**INPUT**
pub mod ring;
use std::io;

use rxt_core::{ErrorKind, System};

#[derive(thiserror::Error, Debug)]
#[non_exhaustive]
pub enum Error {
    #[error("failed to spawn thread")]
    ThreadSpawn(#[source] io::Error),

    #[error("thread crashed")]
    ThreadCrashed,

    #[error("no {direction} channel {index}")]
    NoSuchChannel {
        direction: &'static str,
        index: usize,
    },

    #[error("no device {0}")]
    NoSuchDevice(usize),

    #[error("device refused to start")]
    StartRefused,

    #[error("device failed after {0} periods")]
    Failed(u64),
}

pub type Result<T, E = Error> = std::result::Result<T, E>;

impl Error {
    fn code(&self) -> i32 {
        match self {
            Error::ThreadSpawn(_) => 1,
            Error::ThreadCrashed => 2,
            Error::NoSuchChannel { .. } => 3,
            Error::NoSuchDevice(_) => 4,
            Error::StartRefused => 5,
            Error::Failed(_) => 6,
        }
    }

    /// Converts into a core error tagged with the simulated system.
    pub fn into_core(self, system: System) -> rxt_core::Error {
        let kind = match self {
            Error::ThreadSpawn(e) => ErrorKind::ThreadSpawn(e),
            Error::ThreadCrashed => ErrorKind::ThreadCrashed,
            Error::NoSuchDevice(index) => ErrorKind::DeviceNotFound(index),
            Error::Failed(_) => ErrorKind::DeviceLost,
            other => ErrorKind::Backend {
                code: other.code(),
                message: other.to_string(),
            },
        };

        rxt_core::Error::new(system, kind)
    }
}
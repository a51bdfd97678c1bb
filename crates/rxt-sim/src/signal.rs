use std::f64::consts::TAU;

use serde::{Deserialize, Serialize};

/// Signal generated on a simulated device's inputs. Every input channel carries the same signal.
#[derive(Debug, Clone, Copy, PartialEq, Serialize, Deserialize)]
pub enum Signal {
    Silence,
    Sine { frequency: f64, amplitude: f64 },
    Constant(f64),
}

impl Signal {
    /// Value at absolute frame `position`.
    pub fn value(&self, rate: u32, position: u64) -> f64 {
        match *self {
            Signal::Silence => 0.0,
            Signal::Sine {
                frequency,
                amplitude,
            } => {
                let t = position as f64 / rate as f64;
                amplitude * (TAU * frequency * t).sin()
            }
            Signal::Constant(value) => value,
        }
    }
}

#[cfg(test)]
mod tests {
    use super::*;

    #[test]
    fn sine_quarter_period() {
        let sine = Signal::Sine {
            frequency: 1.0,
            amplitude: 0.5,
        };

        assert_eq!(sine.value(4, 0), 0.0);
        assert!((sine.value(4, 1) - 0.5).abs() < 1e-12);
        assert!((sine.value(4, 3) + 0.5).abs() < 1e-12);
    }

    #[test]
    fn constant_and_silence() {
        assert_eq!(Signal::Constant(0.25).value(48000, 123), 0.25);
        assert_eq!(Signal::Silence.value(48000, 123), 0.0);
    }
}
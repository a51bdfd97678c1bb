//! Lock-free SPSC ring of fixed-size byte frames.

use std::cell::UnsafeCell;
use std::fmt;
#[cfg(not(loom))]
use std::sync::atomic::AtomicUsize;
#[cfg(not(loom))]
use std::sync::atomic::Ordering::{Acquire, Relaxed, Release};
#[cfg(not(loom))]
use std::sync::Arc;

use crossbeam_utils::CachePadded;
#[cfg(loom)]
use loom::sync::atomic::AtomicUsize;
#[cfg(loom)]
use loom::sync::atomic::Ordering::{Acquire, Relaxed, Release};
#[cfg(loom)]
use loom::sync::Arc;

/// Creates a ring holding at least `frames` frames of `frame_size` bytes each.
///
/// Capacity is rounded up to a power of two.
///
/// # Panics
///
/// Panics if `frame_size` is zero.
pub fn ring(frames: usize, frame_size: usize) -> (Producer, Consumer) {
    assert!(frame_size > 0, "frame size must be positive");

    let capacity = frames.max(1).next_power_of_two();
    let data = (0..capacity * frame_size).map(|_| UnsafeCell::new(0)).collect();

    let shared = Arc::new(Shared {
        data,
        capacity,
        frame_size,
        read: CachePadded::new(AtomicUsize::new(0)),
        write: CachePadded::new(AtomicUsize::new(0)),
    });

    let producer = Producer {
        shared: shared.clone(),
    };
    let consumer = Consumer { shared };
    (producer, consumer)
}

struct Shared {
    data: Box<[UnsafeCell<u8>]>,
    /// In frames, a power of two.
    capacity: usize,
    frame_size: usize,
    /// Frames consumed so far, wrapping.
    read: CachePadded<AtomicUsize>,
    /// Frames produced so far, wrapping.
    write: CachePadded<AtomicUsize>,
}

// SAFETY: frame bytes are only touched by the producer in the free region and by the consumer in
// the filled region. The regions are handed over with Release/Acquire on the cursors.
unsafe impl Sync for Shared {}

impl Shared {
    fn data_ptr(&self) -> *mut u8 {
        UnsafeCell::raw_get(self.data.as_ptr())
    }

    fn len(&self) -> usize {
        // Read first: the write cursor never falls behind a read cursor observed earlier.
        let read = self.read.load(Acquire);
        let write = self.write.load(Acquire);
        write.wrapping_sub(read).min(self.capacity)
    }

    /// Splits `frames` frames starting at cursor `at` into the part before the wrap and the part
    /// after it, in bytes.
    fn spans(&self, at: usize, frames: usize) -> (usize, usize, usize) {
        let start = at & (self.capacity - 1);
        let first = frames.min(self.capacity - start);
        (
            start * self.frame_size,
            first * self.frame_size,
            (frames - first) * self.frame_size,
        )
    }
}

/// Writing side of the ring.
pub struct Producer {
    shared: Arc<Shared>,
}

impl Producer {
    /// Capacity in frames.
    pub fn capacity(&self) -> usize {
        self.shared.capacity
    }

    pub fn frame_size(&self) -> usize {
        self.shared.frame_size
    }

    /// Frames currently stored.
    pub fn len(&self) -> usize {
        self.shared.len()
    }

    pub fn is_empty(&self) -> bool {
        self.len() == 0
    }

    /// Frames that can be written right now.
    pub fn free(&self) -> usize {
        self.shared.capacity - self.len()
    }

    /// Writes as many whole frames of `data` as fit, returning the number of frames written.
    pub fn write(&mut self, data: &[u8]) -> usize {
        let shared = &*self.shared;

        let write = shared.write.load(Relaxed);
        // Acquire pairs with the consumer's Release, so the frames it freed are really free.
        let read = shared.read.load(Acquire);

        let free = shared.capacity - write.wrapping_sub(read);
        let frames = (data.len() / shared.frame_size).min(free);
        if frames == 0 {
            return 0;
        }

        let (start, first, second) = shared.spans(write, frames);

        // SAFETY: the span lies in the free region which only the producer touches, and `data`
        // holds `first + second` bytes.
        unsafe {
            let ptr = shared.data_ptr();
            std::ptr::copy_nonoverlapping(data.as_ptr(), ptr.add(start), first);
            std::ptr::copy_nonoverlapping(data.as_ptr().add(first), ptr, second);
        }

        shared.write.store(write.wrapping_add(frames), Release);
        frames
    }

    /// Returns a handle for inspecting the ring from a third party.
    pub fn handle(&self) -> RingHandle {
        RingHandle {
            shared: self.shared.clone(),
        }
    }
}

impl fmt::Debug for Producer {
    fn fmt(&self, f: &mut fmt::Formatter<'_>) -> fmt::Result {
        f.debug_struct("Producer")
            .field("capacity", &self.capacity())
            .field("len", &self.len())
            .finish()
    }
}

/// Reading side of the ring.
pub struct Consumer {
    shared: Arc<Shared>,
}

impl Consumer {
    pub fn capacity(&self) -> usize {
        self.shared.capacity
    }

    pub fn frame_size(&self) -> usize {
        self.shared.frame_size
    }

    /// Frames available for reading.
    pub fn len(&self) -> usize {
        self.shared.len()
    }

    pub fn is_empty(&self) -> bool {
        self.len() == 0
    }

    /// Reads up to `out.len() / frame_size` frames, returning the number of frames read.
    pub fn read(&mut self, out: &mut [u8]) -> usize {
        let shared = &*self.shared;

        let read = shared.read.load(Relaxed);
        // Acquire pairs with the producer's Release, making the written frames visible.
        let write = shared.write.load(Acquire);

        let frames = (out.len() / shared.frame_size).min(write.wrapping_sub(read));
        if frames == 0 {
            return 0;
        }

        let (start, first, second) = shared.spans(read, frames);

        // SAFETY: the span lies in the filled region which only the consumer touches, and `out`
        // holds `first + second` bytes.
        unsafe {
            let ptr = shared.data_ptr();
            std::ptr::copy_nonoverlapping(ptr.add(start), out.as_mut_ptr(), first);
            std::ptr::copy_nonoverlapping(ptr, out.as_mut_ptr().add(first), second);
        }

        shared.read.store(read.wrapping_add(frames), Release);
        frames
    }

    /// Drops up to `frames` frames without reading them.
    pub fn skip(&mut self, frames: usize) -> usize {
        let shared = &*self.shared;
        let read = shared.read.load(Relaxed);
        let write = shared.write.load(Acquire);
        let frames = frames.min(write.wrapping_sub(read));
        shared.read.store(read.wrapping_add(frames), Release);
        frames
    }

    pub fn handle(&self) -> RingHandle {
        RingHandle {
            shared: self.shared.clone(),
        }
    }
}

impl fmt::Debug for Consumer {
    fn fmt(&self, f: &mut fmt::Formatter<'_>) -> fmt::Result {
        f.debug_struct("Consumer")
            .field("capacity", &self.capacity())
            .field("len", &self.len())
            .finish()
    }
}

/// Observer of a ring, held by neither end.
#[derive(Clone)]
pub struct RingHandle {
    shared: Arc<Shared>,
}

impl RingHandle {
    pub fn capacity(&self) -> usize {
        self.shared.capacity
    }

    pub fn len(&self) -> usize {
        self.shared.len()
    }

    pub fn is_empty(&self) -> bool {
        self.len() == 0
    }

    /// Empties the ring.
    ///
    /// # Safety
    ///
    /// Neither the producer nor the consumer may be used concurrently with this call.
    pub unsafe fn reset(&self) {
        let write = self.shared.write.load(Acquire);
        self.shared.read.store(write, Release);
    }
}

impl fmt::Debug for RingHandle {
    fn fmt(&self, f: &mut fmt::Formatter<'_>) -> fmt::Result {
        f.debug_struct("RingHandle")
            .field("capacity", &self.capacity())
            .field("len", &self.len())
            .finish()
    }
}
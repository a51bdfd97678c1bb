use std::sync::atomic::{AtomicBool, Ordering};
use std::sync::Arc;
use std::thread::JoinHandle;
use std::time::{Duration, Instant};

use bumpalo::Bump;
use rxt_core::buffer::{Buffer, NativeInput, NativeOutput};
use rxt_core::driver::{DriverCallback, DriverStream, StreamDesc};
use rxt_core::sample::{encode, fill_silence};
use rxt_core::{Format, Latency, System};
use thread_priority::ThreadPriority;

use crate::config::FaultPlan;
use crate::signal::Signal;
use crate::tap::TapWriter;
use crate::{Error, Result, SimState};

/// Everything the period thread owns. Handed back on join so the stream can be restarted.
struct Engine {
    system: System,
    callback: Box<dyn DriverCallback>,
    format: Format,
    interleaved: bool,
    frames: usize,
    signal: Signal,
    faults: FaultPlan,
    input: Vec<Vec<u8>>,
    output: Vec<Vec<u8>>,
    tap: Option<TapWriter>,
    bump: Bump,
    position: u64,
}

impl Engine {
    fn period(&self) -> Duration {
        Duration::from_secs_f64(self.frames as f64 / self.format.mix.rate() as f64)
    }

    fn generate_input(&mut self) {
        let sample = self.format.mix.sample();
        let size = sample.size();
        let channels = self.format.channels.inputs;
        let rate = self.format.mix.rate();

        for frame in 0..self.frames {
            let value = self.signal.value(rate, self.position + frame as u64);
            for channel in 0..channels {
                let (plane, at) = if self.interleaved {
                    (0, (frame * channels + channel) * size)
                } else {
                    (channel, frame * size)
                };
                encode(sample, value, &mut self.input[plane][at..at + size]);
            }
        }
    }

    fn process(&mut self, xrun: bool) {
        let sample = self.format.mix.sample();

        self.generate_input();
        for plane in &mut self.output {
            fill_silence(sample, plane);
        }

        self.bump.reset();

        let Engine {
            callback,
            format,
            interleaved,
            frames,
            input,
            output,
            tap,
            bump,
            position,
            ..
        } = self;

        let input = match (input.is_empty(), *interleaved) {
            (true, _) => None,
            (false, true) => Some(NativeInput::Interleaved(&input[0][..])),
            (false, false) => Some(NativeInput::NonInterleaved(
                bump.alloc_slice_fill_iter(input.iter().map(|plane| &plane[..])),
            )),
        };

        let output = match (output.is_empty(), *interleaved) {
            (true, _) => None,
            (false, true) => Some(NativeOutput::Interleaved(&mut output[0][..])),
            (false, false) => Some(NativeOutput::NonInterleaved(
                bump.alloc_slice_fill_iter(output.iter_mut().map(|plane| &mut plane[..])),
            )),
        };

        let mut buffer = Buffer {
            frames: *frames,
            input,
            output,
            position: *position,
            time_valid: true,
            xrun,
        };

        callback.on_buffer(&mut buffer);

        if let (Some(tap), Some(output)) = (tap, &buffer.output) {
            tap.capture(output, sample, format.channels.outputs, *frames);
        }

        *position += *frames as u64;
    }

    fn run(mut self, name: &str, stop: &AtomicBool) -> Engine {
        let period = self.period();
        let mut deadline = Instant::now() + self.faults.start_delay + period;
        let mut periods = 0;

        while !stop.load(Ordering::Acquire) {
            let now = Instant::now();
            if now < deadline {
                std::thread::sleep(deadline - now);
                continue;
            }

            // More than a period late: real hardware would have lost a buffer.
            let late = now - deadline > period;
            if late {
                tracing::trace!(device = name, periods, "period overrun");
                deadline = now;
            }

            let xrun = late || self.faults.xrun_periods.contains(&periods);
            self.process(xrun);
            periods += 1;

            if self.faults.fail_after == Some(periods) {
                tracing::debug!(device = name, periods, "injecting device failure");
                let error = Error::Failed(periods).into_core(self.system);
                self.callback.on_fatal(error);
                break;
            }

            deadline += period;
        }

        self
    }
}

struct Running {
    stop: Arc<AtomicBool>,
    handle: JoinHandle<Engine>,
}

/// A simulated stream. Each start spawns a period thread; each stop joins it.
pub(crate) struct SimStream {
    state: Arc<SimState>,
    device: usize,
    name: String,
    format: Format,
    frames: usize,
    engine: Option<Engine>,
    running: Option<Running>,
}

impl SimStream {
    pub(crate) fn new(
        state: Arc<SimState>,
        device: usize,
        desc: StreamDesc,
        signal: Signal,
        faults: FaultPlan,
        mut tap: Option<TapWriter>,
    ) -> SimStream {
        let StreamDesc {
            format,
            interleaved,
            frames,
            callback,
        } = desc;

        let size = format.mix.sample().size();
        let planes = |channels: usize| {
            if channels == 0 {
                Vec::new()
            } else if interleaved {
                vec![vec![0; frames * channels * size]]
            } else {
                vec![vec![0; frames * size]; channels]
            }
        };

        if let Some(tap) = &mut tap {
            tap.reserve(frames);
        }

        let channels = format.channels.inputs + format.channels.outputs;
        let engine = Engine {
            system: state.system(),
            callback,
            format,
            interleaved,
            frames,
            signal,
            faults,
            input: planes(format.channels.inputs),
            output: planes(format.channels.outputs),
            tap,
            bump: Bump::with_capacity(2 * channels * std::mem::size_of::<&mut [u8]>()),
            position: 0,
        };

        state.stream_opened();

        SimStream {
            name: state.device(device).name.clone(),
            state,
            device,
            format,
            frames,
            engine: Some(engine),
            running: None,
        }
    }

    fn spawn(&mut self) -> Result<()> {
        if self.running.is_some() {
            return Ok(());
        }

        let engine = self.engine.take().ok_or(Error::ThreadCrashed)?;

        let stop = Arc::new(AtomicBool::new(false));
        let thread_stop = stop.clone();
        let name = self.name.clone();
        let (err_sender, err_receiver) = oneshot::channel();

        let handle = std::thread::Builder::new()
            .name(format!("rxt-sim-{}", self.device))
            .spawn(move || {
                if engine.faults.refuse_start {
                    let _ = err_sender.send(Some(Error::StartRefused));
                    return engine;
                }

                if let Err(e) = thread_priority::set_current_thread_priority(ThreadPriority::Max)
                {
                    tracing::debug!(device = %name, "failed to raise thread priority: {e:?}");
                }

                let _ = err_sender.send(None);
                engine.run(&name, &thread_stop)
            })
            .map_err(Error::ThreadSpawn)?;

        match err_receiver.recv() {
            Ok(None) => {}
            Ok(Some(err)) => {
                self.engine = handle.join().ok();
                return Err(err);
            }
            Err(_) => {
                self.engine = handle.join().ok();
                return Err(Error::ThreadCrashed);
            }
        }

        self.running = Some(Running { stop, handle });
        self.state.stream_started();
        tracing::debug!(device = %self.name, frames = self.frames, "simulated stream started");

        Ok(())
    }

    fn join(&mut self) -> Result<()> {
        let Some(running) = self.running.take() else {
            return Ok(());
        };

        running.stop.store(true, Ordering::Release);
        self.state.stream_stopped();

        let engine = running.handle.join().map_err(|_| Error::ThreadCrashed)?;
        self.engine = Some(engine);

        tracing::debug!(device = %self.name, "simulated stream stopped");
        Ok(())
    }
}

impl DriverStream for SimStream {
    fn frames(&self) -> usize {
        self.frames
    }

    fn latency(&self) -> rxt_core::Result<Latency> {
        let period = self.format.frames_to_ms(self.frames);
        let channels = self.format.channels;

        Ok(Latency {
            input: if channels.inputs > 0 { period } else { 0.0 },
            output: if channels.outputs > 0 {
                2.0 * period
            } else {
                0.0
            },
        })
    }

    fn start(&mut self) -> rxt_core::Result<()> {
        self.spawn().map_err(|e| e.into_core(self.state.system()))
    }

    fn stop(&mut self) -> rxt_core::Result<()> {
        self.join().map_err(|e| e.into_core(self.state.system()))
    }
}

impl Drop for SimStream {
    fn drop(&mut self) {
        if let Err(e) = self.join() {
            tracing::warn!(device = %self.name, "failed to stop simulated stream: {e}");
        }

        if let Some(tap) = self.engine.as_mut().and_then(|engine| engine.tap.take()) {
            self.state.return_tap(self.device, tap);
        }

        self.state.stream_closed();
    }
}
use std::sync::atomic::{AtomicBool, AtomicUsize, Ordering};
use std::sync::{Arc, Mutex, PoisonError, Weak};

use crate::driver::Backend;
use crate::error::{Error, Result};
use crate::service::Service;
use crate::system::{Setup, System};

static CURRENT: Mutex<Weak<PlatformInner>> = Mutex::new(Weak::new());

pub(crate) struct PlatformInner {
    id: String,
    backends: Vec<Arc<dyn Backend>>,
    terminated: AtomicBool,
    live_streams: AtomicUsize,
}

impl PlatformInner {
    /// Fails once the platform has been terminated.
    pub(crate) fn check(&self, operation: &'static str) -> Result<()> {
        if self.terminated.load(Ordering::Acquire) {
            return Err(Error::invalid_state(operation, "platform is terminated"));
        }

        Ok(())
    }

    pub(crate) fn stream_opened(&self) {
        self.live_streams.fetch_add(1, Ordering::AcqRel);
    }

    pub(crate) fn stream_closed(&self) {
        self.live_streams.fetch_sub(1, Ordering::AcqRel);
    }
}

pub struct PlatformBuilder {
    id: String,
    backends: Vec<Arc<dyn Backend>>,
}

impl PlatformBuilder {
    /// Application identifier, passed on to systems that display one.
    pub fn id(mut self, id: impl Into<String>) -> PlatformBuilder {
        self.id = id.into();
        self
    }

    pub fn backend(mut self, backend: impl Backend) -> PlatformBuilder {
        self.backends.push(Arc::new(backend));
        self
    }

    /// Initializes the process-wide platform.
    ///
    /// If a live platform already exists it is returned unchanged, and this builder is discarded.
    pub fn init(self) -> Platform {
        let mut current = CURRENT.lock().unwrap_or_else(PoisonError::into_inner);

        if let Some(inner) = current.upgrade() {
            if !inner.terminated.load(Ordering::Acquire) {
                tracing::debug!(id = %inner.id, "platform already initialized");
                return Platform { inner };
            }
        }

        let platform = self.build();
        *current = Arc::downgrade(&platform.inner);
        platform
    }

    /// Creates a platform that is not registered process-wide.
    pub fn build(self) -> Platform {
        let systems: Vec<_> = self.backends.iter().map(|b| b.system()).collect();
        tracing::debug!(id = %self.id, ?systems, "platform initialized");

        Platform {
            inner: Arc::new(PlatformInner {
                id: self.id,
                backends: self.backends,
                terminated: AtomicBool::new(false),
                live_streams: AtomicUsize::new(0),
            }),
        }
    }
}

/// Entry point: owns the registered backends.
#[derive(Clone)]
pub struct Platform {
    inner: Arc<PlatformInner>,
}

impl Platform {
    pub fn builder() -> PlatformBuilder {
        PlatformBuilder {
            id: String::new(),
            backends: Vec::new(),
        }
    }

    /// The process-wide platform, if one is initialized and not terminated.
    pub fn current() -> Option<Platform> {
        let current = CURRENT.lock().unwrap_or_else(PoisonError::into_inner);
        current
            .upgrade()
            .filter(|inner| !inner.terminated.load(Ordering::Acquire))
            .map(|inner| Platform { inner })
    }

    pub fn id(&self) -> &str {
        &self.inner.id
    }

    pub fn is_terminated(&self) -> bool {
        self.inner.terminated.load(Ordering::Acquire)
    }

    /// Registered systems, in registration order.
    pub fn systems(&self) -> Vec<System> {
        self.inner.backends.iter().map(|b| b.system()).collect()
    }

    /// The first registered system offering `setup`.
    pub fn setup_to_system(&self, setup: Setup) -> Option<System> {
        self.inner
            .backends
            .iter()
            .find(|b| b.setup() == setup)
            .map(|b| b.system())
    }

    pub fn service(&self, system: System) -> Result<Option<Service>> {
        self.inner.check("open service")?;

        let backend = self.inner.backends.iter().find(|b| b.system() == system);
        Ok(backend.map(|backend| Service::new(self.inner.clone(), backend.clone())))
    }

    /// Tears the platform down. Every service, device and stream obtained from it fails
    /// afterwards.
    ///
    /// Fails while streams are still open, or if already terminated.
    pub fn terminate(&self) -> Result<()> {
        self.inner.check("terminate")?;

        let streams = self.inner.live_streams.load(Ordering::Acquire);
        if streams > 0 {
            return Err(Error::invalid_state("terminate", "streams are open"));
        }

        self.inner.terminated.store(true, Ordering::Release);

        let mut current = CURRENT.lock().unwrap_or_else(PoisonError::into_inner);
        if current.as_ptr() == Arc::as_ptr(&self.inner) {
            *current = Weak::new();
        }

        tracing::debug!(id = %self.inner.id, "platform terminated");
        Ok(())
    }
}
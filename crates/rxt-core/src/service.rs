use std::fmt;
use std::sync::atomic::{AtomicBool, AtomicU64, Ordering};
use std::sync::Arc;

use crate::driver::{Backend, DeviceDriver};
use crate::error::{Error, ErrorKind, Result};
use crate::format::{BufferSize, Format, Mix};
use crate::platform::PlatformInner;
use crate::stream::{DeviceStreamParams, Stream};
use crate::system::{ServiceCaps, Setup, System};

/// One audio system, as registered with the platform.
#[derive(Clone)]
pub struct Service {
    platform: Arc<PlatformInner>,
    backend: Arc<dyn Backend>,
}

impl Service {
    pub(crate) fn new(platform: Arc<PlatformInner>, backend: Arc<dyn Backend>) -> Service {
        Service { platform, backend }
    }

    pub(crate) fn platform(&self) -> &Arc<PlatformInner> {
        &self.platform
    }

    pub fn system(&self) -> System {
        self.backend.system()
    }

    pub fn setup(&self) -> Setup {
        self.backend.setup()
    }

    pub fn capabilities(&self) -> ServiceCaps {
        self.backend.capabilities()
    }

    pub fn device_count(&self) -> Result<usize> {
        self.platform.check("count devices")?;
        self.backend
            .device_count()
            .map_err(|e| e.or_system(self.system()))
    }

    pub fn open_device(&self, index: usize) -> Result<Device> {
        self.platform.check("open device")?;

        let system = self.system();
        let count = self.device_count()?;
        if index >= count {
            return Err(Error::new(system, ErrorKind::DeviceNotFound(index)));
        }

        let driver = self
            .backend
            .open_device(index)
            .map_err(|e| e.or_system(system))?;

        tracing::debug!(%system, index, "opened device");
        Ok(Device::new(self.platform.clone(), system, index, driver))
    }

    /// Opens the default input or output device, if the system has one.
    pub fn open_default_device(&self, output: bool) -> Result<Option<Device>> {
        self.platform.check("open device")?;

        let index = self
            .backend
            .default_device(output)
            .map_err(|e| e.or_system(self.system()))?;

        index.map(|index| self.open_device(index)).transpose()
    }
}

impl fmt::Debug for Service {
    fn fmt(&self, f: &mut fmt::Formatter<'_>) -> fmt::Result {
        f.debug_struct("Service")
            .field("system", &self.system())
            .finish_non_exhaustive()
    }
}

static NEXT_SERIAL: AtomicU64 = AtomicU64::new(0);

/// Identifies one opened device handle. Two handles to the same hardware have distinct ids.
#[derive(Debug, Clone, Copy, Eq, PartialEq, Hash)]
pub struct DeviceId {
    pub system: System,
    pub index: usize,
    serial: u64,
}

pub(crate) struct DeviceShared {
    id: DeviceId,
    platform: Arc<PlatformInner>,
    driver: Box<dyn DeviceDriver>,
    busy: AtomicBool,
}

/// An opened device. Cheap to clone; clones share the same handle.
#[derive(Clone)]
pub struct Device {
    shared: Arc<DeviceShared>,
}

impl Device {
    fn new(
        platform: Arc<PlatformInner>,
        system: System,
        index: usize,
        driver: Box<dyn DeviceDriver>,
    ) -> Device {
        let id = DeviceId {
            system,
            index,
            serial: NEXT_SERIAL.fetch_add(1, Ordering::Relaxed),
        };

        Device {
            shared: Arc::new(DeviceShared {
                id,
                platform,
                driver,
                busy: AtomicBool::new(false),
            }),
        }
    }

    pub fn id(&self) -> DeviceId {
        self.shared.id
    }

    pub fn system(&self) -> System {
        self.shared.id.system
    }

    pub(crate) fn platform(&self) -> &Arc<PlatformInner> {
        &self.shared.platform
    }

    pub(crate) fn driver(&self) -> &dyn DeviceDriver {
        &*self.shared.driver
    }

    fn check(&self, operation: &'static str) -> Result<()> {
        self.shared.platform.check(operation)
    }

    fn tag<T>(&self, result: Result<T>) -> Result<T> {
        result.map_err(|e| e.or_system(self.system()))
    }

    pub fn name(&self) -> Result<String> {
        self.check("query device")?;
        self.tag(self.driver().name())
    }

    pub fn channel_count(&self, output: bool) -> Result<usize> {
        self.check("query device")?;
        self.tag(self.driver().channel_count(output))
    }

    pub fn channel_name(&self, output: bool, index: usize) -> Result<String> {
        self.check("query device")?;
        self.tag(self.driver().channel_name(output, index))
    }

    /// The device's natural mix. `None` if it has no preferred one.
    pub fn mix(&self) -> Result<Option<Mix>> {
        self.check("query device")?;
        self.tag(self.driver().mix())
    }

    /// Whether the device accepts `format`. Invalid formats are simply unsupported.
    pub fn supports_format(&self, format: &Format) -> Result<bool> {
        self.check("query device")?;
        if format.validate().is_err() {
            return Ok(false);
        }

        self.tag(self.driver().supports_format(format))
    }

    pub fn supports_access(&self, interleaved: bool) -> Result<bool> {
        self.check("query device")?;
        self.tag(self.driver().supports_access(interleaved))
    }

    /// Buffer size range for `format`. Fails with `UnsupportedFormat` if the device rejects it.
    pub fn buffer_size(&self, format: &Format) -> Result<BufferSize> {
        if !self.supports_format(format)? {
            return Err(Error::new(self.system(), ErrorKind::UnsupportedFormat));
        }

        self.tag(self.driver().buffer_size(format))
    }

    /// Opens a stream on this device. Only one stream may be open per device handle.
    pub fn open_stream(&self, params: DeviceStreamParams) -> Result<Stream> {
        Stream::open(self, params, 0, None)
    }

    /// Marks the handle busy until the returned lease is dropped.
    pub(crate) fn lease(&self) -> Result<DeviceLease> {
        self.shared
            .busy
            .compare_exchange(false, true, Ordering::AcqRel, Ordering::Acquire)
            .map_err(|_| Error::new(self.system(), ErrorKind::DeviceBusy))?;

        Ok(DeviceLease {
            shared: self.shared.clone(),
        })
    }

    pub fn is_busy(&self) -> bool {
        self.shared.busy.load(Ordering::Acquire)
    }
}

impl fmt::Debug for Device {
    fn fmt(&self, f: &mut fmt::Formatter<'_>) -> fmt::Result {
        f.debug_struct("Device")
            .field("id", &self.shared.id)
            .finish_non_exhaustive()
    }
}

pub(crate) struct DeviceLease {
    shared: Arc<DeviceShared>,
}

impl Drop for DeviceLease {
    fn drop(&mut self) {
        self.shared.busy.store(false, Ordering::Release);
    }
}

**EXERCISE INSTRUCTIONS**
Pick every line from the listing holding the string "DeviceShared", and copy it.

**OUTPUT**
pub(crate) struct DeviceShared {
    shared: Arc<DeviceShared>,
            shared: Arc::new(DeviceShared {
    shared: Arc<DeviceShared>,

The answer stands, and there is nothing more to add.